Institute of International Economic Law Co-Hosts Annual G2 Conference on WTO Law in Geneva
June 14, 2017
Geneva has long drawn diplomats, corporate titans and those interested in the intersection of international economic law and policy. On June 9 and 10, Georgetown Law’s Institute of International Economic Law (IIEL) and the Graduate Institute, Geneva co-hosted the 2017 Annual G2 Conference on WTO Law.
World Trade Organization (WTO) diplomats, Secretariat officials, private practitioners, corporate and government officials, academics and students gathered for the event, held at both the Graduate Institute and the WTO. With a focus on reforming trade law, sessions addressed globalization and the backlash to international trade, U.S. trade policy under President Trump and more.
A roundtable on Brexit and the Legal Consequences for Global Trade Relations took place just a day after the most recent UK elections ― all making for insightful and incisive discussions.
“John Jackson would be proud,” commented IIEL Faculty Director Chris Brummer, referring to the late Georgetown Law professor and IIEL founding director who was known internationally as the “father” of the WTO.
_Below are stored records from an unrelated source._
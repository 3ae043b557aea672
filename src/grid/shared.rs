//! Versioned grid shared between the render loop and editors.
//!
//! Render passes hold the read lock for their whole duration; edits take the
//! write lock, so a batch of edits is only ever applied between passes.

use std::sync::atomic::{AtomicU64, Ordering};

use parking_lot::{RwLock, RwLockReadGuard};

use super::{Material, VoxelGrid};
use crate::util::{IVec3, Vec3};

/// [`VoxelGrid`] behind a single-writer/many-reader lock plus an edit counter.
///
/// The version increases once per edit batch. Renderers remember the version their
/// accumulated samples were produced with and reset when it moves.
pub struct SharedGrid {
    grid: RwLock<VoxelGrid>,
    version: AtomicU64,
}

impl SharedGrid {
    /// Wrap `grid`, bringing its bounding box up to date first.
    pub fn new(mut grid: VoxelGrid) -> Self {
        if grid.is_bbox_dirty() {
            grid.recompute_bounding_box();
        }
        Self {
            grid: RwLock::new(grid),
            version: AtomicU64::new(0),
        }
    }

    /// Current edit version.
    #[inline]
    pub fn version(&self) -> u64 {
        self.version.load(Ordering::Acquire)
    }

    /// Shared access for tracing passes and queries.
    #[inline]
    pub fn read(&self) -> RwLockReadGuard<'_, VoxelGrid> {
        self.grid.read()
    }

    /// Apply a batch of edits under the write lock.
    ///
    /// The bounding box is recomputed before the lock is released, so readers never
    /// observe a stale box.
    pub fn edit<R>(&self, f: impl FnOnce(&mut VoxelGrid) -> R) -> R {
        let mut grid = self.grid.write();
        let out = f(&mut grid);
        if grid.is_bbox_dirty() {
            grid.recompute_bounding_box();
        }
        self.version.fetch_add(1, Ordering::AcqRel);
        out
    }

    /// Like [`edit`](Self::edit), but the version only moves when `f` succeeds.
    ///
    /// `f` must leave the grid unchanged when it fails.
    pub fn try_edit<T, E>(&self, f: impl FnOnce(&mut VoxelGrid) -> Result<T, E>) -> Result<T, E> {
        let mut grid = self.grid.write();
        let out = f(&mut grid)?;
        if grid.is_bbox_dirty() {
            grid.recompute_bounding_box();
        }
        self.version.fetch_add(1, Ordering::AcqRel);
        Ok(out)
    }

    /// Replace the whole grid (e.g. after loading a snapshot).
    pub fn replace(&self, mut grid: VoxelGrid) {
        if grid.is_bbox_dirty() {
            grid.recompute_bounding_box();
        }
        *self.grid.write() = grid;
        self.version.fetch_add(1, Ordering::AcqRel);
    }

    pub fn set_voxel(&self, cell: IVec3, material: Material, color: Vec3) {
        self.edit(|g| g.set_voxel(cell, material, color));
    }

    pub fn delete_voxel(&self, cell: IVec3) {
        self.edit(|g| g.delete_voxel(cell));
    }

    pub fn set_voxel_color(&self, cell: IVec3, color: Vec3) {
        self.edit(|g| g.set_voxel_color(cell, color));
    }

    pub fn get_voxel_color(&self, cell: IVec3) -> Vec3 {
        self.read().get_voxel_color(cell)
    }
}

impl Default for SharedGrid {
    fn default() -> Self {
        Self::new(VoxelGrid::default())
    }
}

#[cfg(test)]
mod tests {
    use super::*;
    use std::sync::Arc;

    #[test]
    fn test_edit_bumps_version_and_bbox() {
        let shared = SharedGrid::default();
        assert_eq!(shared.version(), 0);
        shared.set_voxel(IVec3::new(1, 2, 3), Material::Diffuse, Vec3::ONE);
        assert_eq!(shared.version(), 1);
        let g = shared.read();
        assert!(!g.is_bbox_dirty());
        assert!(!g.bounding_box().is_degenerate());
    }

    #[test]
    fn test_new_refreshes_dirty_bbox() {
        let mut grid = VoxelGrid::default();
        grid.set_voxel(IVec3::new(-3, 0, 5), Material::Emissive, Vec3::ONE);
        assert!(grid.is_bbox_dirty());

        let shared = SharedGrid::new(grid);
        let g = shared.read();
        assert!(!g.is_bbox_dirty());
        assert_eq!(
            g.index_bounds(),
            Some((IVec3::new(-3, 0, 5), IVec3::new(-3, 0, 5)))
        );
        assert_eq!(shared.version(), 0);
    }

    #[test]
    fn test_batch_is_one_version() {
        let shared = SharedGrid::default();
        shared.edit(|g| {
            for i in 0..10 {
                g.set_voxel(IVec3::new(i, 0, 0), Material::Diffuse, Vec3::ONE);
            }
        });
        assert_eq!(shared.version(), 1);
        assert_eq!(shared.read().non_empty_count(), 10);
    }

    #[test]
    fn test_failed_try_edit_keeps_version() {
        let shared = SharedGrid::default();
        let res: Result<(), &str> = shared.try_edit(|_| Err("rejected"));
        assert!(res.is_err());
        assert_eq!(shared.version(), 0);
        let ok: Result<usize, &str> = shared.try_edit(|g| Ok(g.non_empty_count()));
        assert_eq!(ok, Ok(0));
        assert_eq!(shared.version(), 1);
    }

    #[test]
    fn test_concurrent_readers_and_writer() {
        let shared = Arc::new(SharedGrid::default());
        let writer = {
            let shared = Arc::clone(&shared);
            std::thread::spawn(move || {
                for i in 0..32 {
                    shared.set_voxel(IVec3::new(i, 0, 0), Material::Diffuse, Vec3::ONE);
                }
            })
        };
        for _ in 0..32 {
            let g = shared.read();
            // Box is always consistent with the visible geometry
            assert_eq!(g.index_bounds().is_some(), g.non_empty_count() > 0);
        }
        writer.join().expect("writer thread panicked");
        assert_eq!(shared.read().non_empty_count(), 32);
        assert_eq!(shared.version(), 32);
    }
}
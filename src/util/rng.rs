//! Deterministic per-path random streams.
//!
//! Every path gets its own generator seeded from the pixel, the pass index and a
//! scene-wide seed, so a pass is reproducible regardless of how rayon schedules rows.

use rand::{Rng, SeedableRng};
use rand_xoshiro::Xoshiro256PlusPlus;

use super::math::Vec3;

/// SplitMix64 finalizer.
#[inline]
fn mix64(mut z: u64) -> u64 {
    z = (z ^ (z >> 30)).wrapping_mul(0xbf58_476d_1ce4_e5b9);
    z = (z ^ (z >> 27)).wrapping_mul(0x94d0_49bb_1331_11eb);
    z ^ (z >> 31)
}

/// Derive a stream seed from pixel coordinates, pass index and a base seed.
#[inline]
pub fn path_seed(base: u64, x: u32, y: u32, pass: u64) -> u64 {
    let pixel = ((y as u64) << 32) | x as u64;
    mix64(mix64(base ^ mix64(pixel)).wrapping_add(pass))
}

/// Random stream owned by a single path.
pub struct PathRng {
    inner: Xoshiro256PlusPlus,
}

impl PathRng {
    pub fn new(seed: u64) -> Self {
        Self {
            inner: Xoshiro256PlusPlus::seed_from_u64(seed),
        }
    }

    /// Stream for one pixel sample.
    pub fn for_path(base: u64, x: u32, y: u32, pass: u64) -> Self {
        Self::new(path_seed(base, x, y, pass))
    }

    /// Uniform float in [0, 1).
    #[inline]
    pub fn next_f32(&mut self) -> f32 {
        self.inner.random::<f32>()
    }

    /// Vector with components uniform in [-0.5, 0.5).
    #[inline]
    pub fn centered_vec3(&mut self) -> Vec3 {
        Vec3::new(
            self.next_f32() - 0.5,
            self.next_f32() - 0.5,
            self.next_f32() - 0.5,
        )
    }
}
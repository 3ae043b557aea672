//! Math type re-exports and ray/box primitives shared by the tracer.

pub use glam::{IVec3, UVec2, Vec2, Vec3};

/// Small offset used to step off surfaces and past box entry points.
pub const EPS: f32 = 1e-4;

/// Stand-in for "no hit" distances.
pub const INF: f32 = f32::INFINITY;

/// Direction components closer to zero than this are nudged before DDA setup.
pub const DIR_EPS: f32 = 1e-6;

/// World-space axis-aligned bounding box.
#[derive(Clone, Copy, Debug, PartialEq)]
pub struct Aabb {
    pub min: Vec3,
    pub max: Vec3,
}

impl Aabb {
    /// Degenerate box at the origin, used when there is no geometry.
    pub const ZERO: Self = Self {
        min: Vec3::ZERO,
        max: Vec3::ZERO,
    };

    #[inline]
    pub const fn new(min: Vec3, max: Vec3) -> Self {
        Self { min, max }
    }

    /// True when `min <= max` on every axis.
    #[inline]
    pub fn is_valid(&self) -> bool {
        self.min.cmple(self.max).all()
    }

    /// True when the box has no volume on at least one axis.
    #[inline]
    pub fn is_degenerate(&self) -> bool {
        self.min.cmpge(self.max).any()
    }

    #[inline]
    pub fn size(&self) -> Vec3 {
        self.max - self.min
    }

    #[inline]
    pub fn center(&self) -> Vec3 {
        (self.min + self.max) * 0.5
    }

    #[inline]
    pub fn contains(&self, p: Vec3) -> bool {
        p.cmpge(self.min).all() && p.cmple(self.max).all()
    }
}

/// A ray with a unit-length direction.
#[derive(Clone, Copy, Debug)]
pub struct Ray {
    pub origin: Vec3,
    pub dir: Vec3,
}

impl Ray {
    /// Build a ray, normalizing `dir`.
    #[inline]
    pub fn new(origin: Vec3, dir: Vec3) -> Self {
        Self {
            origin,
            dir: dir.normalize_or(Vec3::Y),
        }
    }

    #[inline]
    pub fn at(&self, t: f32) -> Vec3 {
        self.origin + self.dir * t
    }
}

/// Replace near-zero direction components by `±DIR_EPS` so `1 / d` stays finite.
#[inline]
pub fn nudge_direction(dir: Vec3) -> Vec3 {
    let fix = |c: f32| {
        if c.abs() < DIR_EPS {
            if c.is_sign_negative() { -DIR_EPS } else { DIR_EPS }
        } else {
            c
        }
    };
    Vec3::new(fix(dir.x), fix(dir.y), fix(dir.z))
}

/// Result of a ray/box slab test.
#[derive(Clone, Copy, Debug, PartialEq)]
pub struct SlabHit {
    pub hit: bool,
    pub t_near: f32,
    pub t_far: f32,
    /// Axis whose slab produced `t_near`, if any axis was tested.
    pub entry_axis: Option<usize>,
}

/// Slab-method ray/AABB test.
///
/// Axes where `dir` is exactly zero are treated as parallel: the test fails if the
/// origin lies outside that slab, otherwise the axis is skipped. `hit` is true when the
/// entry/exit interval is non-empty and reaches the positive half of the ray.
pub fn ray_aabb(box_min: Vec3, box_max: Vec3, origin: Vec3, dir: Vec3) -> SlabHit {
    let mut t_near = -INF;
    let mut t_far = INF;
    let mut entry_axis = None;
    let mut parallel_miss = false;

    for axis in 0..3 {
        let (o, d) = (origin[axis], dir[axis]);
        if d == 0.0 {
            if o < box_min[axis] || o > box_max[axis] {
                parallel_miss = true;
            }
            continue;
        }
        let i1 = (box_min[axis] - o) / d;
        let i2 = (box_max[axis] - o) / d;
        let (lo, hi) = if i1 < i2 { (i1, i2) } else { (i2, i1) };
        if lo > t_near {
            t_near = lo;
            entry_axis = Some(axis);
        }
        t_far = t_far.min(hi);
    }

    SlabHit {
        hit: !parallel_miss && t_near <= t_far && t_far >= 0.0,
        t_near,
        t_far,
        entry_axis,
    }
}
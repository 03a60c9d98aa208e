use std::process::Command;

fn main() {
    println!("cargo:rerun-if-changed=build.rs");
    println!("cargo:rerun-if-changed=../.git/HEAD");

    let hash = Command::new("git")
        .args(["rev-parse", "--short", "HEAD"])
        .output()
        .ok()
        .filter(|output| output.status.success())
        .map(|output| String::from_utf8_lossy(&output.stdout).trim().to_string())
        .filter(|value| !value.is_empty())
        .unwrap_or_else(|| "unknown".to_string());

    println!("cargo:rustc-env=GIT_COMMIT_HASH={hash}");
}
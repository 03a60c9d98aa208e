use serde::{Deserialize, Serialize};

use crate::workout::Discipline;
use crate::{Field, MaptyError};

/// Raw text as typed into the entry form.
#[derive(Clone, Debug, Default, Serialize, Deserialize, PartialEq, Eq)]
pub struct WorkoutForm {
    pub discipline: Discipline,
    pub distance: String,
    pub duration: String,
    pub cadence: String,
    pub elevation: String,
}

/// Validated numbers, ready to become a `Workout`.
#[derive(Clone, Copy, Debug, PartialEq)]
pub enum WorkoutInput {
    Running {
        distance: f64,
        duration: f64,
        cadence: f64,
    },
    Cycling {
        distance: f64,
        duration: f64,
        elevation_gain: f64,
    },
}

impl WorkoutForm {
    pub fn validate(&self) -> Result<WorkoutInput, MaptyError> {
        let distance = positive(&self.distance, Field::Distance)?;
        let duration = positive(&self.duration, Field::Duration)?;
        match self.discipline {
            Discipline::Running => Ok(WorkoutInput::Running {
                distance,
                duration,
                cadence: positive(&self.cadence, Field::Cadence)?,
            }),
            Discipline::Cycling => Ok(WorkoutInput::Cycling {
                distance,
                duration,
                elevation_gain: finite(&self.elevation, Field::ElevationGain)?,
            }),
        }
    }

    pub fn clear(&mut self) {
        self.distance.clear();
        self.duration.clear();
        self.cadence.clear();
        self.elevation.clear();
    }
}

/// Number coercion as a browser applies it to an input's text: surrounding
/// whitespace is ignored, empty text is zero, anything else unparsable is NaN.
pub fn parse_number(raw: &str) -> f64 {
    let trimmed = raw.trim();
    if trimmed.is_empty() {
        return 0.0;
    }
    // Rust accepts "inf"/"nan" spellings; those fail the finiteness checks anyway.
    trimmed.parse::<f64>().unwrap_or(f64::NAN)
}

fn finite(raw: &str, field: Field) -> Result<f64, MaptyError> {
    let value = parse_number(raw);
    if value.is_finite() {
        Ok(value)
    } else {
        Err(MaptyError::InvalidField(field))
    }
}

fn positive(raw: &str, field: Field) -> Result<f64, MaptyError> {
    let value = finite(raw, field)?;
    if value > 0.0 {
        Ok(value)
    } else {
        Err(MaptyError::InvalidField(field))
    }
}

#[cfg(test)]
mod tests {
    use super::*;

    fn form(discipline: Discipline, d: &str, t: &str, c: &str, e: &str) -> WorkoutForm {
        WorkoutForm {
            discipline,
            distance: d.into(),
            duration: t.into(),
            cadence: c.into(),
            elevation: e.into(),
        }
    }

    #[test]
    fn running_requires_positive_cadence() {
        let ok = form(Discipline::Running, "5", "30", "150", "").validate();
        assert_eq!(
            ok,
            Ok(WorkoutInput::Running {
                distance: 5.0,
                duration: 30.0,
                cadence: 150.0
            })
        );
        let err = form(Discipline::Running, "5", "30", "0", "").validate();
        assert_eq!(err, Err(MaptyError::InvalidField(Field::Cadence)));
        let err = form(Discipline::Running, "5", "30", "-10", "").validate();
        assert_eq!(err, Err(MaptyError::InvalidField(Field::Cadence)));
    }

    #[test]
    fn cycling_elevation_may_be_zero_or_negative() {
        for elev in ["0", "-5", "", "  12.5 "] {
            let res = form(Discipline::Cycling, "20", "60", "", elev).validate();
            assert!(res.is_ok(), "elevation {elev:?} should be accepted");
        }
        let err = form(Discipline::Cycling, "20", "60", "", "abc").validate();
        assert_eq!(err, Err(MaptyError::InvalidField(Field::ElevationGain)));
    }

    #[test]
    fn zero_distance_rejected() {
        let err = form(Discipline::Running, "0", "30", "150", "").validate();
        assert_eq!(err, Err(MaptyError::InvalidField(Field::Distance)));
    }

    #[test]
    fn non_finite_rejected() {
        let err = form(Discipline::Cycling, "5", "inf", "", "0").validate();
        assert_eq!(err, Err(MaptyError::InvalidField(Field::Duration)));
        let err = form(Discipline::Running, "NaN", "30", "150", "").validate();
        assert_eq!(err, Err(MaptyError::InvalidField(Field::Distance)));
    }

    #[test]
    fn cadence_ignored_for_cycling() {
        let res = form(Discipline::Cycling, "10", "30", "garbage", "3").validate();
        assert!(res.is_ok());
    }

    #[test]
    fn parse_number_coercion() {
        assert_eq!(parse_number(""), 0.0);
        assert_eq!(parse_number("   "), 0.0);
        assert_eq!(parse_number(" 4.5 "), 4.5);
        assert!(parse_number("5km").is_nan());
    }

    #[test]
    fn clear_resets_text_but_not_discipline() {
        let mut f = form(Discipline::Cycling, "1", "2", "3", "4");
        f.clear();
        assert_eq!(f.discipline, Discipline::Cycling);
        assert!(f.distance.is_empty() && f.elevation.is_empty());
    }
}
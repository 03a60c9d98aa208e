use std::fs;
use std::fs::File;
use std::io::{self, Write};
use std::path::{Path, PathBuf};

use anyhow::{anyhow, Context, Result};
use clap::{ArgAction, Args, Parser, Subcommand, ValueEnum, ValueHint};
use mapty::{
    Coords, Discipline, FileStorage, Metrics, Tracker, TrackerConfig, Workout, WorkoutCard,
    WorkoutForm,
};
use tracing::{info, warn};
use tracing_subscriber::EnvFilter;

#[derive(Parser, Debug)]
#[command(author, version, about = "Mapty workout journal CLI", long_about = None)]
struct Cli {
    /// Key/value store file holding the workout list
    #[arg(
        long,
        global = true,
        env = "MAPTY_STORE",
        default_value = "mapty-store.json",
        value_hint = ValueHint::FilePath
    )]
    store: PathBuf,

    /// Optional JSON file overriding tracker settings
    #[arg(long, global = true, value_hint = ValueHint::FilePath)]
    config: Option<PathBuf>,

    /// Enable debug logging
    #[arg(short, long, global = true, action = ArgAction::SetTrue)]
    verbose: bool,

    #[command(subcommand)]
    command: Command,
}

#[derive(Subcommand, Debug)]
enum Command {
    /// Record a new workout at the given location
    Add(AddArgs),
    /// Print every stored workout, oldest first
    List(ListArgs),
    /// Print the coordinates of one workout
    Locate(LocateArgs),
    /// Write the workout list as CSV
    Export(ExportArgs),
    /// Remove the stored workout list
    Reset,
}

#[derive(Clone, Copy, Debug, ValueEnum)]
enum DisciplineOpt {
    Running,
    Cycling,
}

impl From<DisciplineOpt> for Discipline {
    fn from(value: DisciplineOpt) -> Self {
        match value {
            DisciplineOpt::Running => Discipline::Running,
            DisciplineOpt::Cycling => Discipline::Cycling,
        }
    }
}

#[derive(Args, Debug)]
struct AddArgs {
    #[arg(value_enum)]
    discipline: DisciplineOpt,

    /// Latitude of the workout
    #[arg(long, allow_hyphen_values = true)]
    lat: f64,

    /// Longitude of the workout
    #[arg(long, allow_hyphen_values = true)]
    lng: f64,

    /// Distance (km)
    #[arg(long, allow_hyphen_values = true)]
    distance: String,

    /// Duration (min)
    #[arg(long, allow_hyphen_values = true)]
    duration: String,

    /// Cadence (steps/min), running only
    #[arg(long, default_value = "", allow_hyphen_values = true)]
    cadence: String,

    /// Elevation gain (m), cycling only
    #[arg(long, default_value = "", allow_hyphen_values = true)]
    elevation: String,
}

#[derive(Args, Debug)]
struct ListArgs {
    /// Print the stored JSON records instead of cards
    #[arg(long, action = ArgAction::SetTrue)]
    json: bool,
}

#[derive(Args, Debug)]
struct LocateArgs {
    id: String,
}

#[derive(Args, Debug)]
struct ExportArgs {
    /// Output CSV path (`-` for stdout)
    #[arg(short, long, default_value = "-", value_hint = ValueHint::FilePath)]
    output: PathBuf,
}

fn main() -> Result<()> {
    let cli = Cli::parse();
    let default_level = if cli.verbose { "debug" } else { "info" };
    let filter =
        EnvFilter::try_from_default_env().unwrap_or_else(|_| EnvFilter::new(default_level));
    let _ = tracing_subscriber::fmt()
        .with_env_filter(filter)
        .with_writer(io::stderr)
        .try_init();

    let config = match cli.config.as_ref() {
        Some(path) => load_config(path)?,
        None => TrackerConfig::default(),
    };
    let mut tracker = Tracker::new(FileStorage::new(&cli.store), &config);
    tracker.restore();

    match cli.command {
        Command::Add(args) => handle_add(&mut tracker, args),
        Command::List(args) => handle_list(&tracker, args),
        Command::Locate(args) => handle_locate(&mut tracker, args),
        Command::Export(args) => handle_export(&tracker, args),
        Command::Reset => {
            tracker
                .reset()
                .with_context(|| format!("failed to reset {}", cli.store.display()))?;
            info!("cleared workouts from {}", cli.store.display());
            Ok(())
        }
    }
}

fn load_config(path: &Path) -> Result<TrackerConfig> {
    let text = fs::read_to_string(path)
        .with_context(|| format!("failed to read config {}", path.display()))?;
    serde_json::from_str(&text).with_context(|| format!("{} is not valid JSON", path.display()))
}

fn handle_add(tracker: &mut Tracker<FileStorage>, args: AddArgs) -> Result<()> {
    let discipline: Discipline = args.discipline.into();
    match discipline {
        Discipline::Running if !args.elevation.is_empty() => {
            warn!("--elevation is ignored for running workouts")
        }
        Discipline::Cycling if !args.cadence.is_empty() => {
            warn!("--cadence is ignored for cycling workouts")
        }
        _ => {}
    }
    let form = WorkoutForm {
        discipline,
        distance: args.distance,
        duration: args.duration,
        cadence: args.cadence,
        elevation: args.elevation,
    };
    tracker.begin_entry(Coords::new(args.lat, args.lng));
    let workout = tracker.submit(&form)?;
    println!("{}", WorkoutCard::from_workout(workout));
    ensure_persisted(tracker)
}

// `submit` only logs a failed write; the CLI has nothing else to show, so check.
fn ensure_persisted(tracker: &Tracker<FileStorage>) -> Result<()> {
    let stored = tracker
        .store()
        .try_load()
        .with_context(|| {
            format!(
                "failed to re-read {}",
                tracker.store().storage().path().display()
            )
        })?
        .unwrap_or_default();
    if stored.len() != tracker.workouts().len() {
        return Err(anyhow!(
            "workout was not saved to {}",
            tracker.store().storage().path().display()
        ));
    }
    Ok(())
}

fn handle_list(tracker: &Tracker<FileStorage>, args: ListArgs) -> Result<()> {
    let workouts = tracker.workouts();
    if args.json {
        let text = serde_json::to_string_pretty(workouts)?;
        println!("{text}");
        return Ok(());
    }
    if workouts.is_empty() {
        info!("no workouts stored yet");
    }
    for workout in workouts {
        println!("{}", WorkoutCard::from_workout(workout));
    }
    Ok(())
}

fn handle_locate(tracker: &mut Tracker<FileStorage>, args: LocateArgs) -> Result<()> {
    let coords = tracker
        .locate(&args.id)
        .ok_or_else(|| anyhow!("no workout with id {}", args.id))?;
    tracker
        .persist()
        .with_context(|| format!("recording lookup of {}", args.id))?;
    println!("{:.6},{:.6}", coords.lat, coords.lng);
    Ok(())
}

fn handle_export(tracker: &Tracker<FileStorage>, args: ExportArgs) -> Result<()> {
    if args.output.as_os_str() == "-" {
        let stdout = io::stdout();
        let mut writer = csv::Writer::from_writer(stdout.lock());
        write_workout_rows(tracker.workouts(), &mut writer)
    } else {
        let file = File::create(&args.output)
            .with_context(|| format!("failed to create {}", args.output.display()))?;
        let mut writer = csv::Writer::from_writer(file);
        write_workout_rows(tracker.workouts(), &mut writer)?;
        info!(
            "wrote {} workouts to {}",
            tracker.workouts().len(),
            args.output.display()
        );
        Ok(())
    }
}

fn write_workout_rows<W: Write>(workouts: &[Workout], writer: &mut csv::Writer<W>) -> Result<()> {
    writer.write_record([
        "id",
        "type",
        "date",
        "lat",
        "lng",
        "distance_km",
        "duration_min",
        "pace_min_per_km",
        "speed_km_per_h",
        "cadence_spm",
        "elevation_gain_m",
        "description",
    ])?;
    for w in workouts {
        let (pace, speed, cadence, elevation) = match &w.metrics {
            Metrics::Running { cadence, pace } => {
                (format!("{pace:.1}"), String::new(), cadence.to_string(), String::new())
            }
            Metrics::Cycling {
                elevation_gain,
                speed,
            } => (
                String::new(),
                format!("{speed:.1}"),
                String::new(),
                elevation_gain.to_string(),
            ),
        };
        writer.write_record([
            w.id.clone(),
            w.discipline().to_string(),
            w.date.to_rfc3339(),
            w.coords.lat.to_string(),
            w.coords.lng.to_string(),
            w.distance.to_string(),
            w.duration.to_string(),
            pace,
            speed,
            cadence,
            elevation,
            w.description.clone(),
        ])?;
    }
    writer.flush()?;
    Ok(())
}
“We had an extraordinarily successful WTO conference. Over the last year, we’ve changed the format, the name (to include both Georgetown Law and the Graduate Institute) and the location ― moving the event from London to Geneva,” Brummer said. “The attendance has grown tenfold as compared to just a couple of years ago ― it was standing room only. We look forward to welcoming as many folks as possible next year ― all those who are interested in sharing their insights, interdisciplinary or otherwise, with the WTO and international trade bars.”
Gary Horlick, an authority on the legal ramifications of Brexit and an adjunct faculty member at Georgetown Law, spoke at the Brexit panel. Horlick remarked that the conference as a whole addressed “[u]p-to-the-second international trade issues and [brought together] experts from around the world.”
The full conference program is available. Sponsors included Akin Gump, King & Spalding, Mayer Brown, Steptoe & Johnson, Van Bael & Bellis, and White & Case. The conference also benefited from academic input and guidance from the Society of International Economic Law, whose President, Gabrielle Marceau, graciously provided invaluable advice and assistance.
The Annual G2 Conference on WTO Law has a longstanding affiliation with the Journal of International Economic Law (JIEL), published by the Oxford University Press. Brummer, who serves as a professor at Georgetown Law, and Visiting Professor Joost Pauwelyn, co-chairs of the WTO Conference, are also Co-Editors-in-Chief of the JIEL.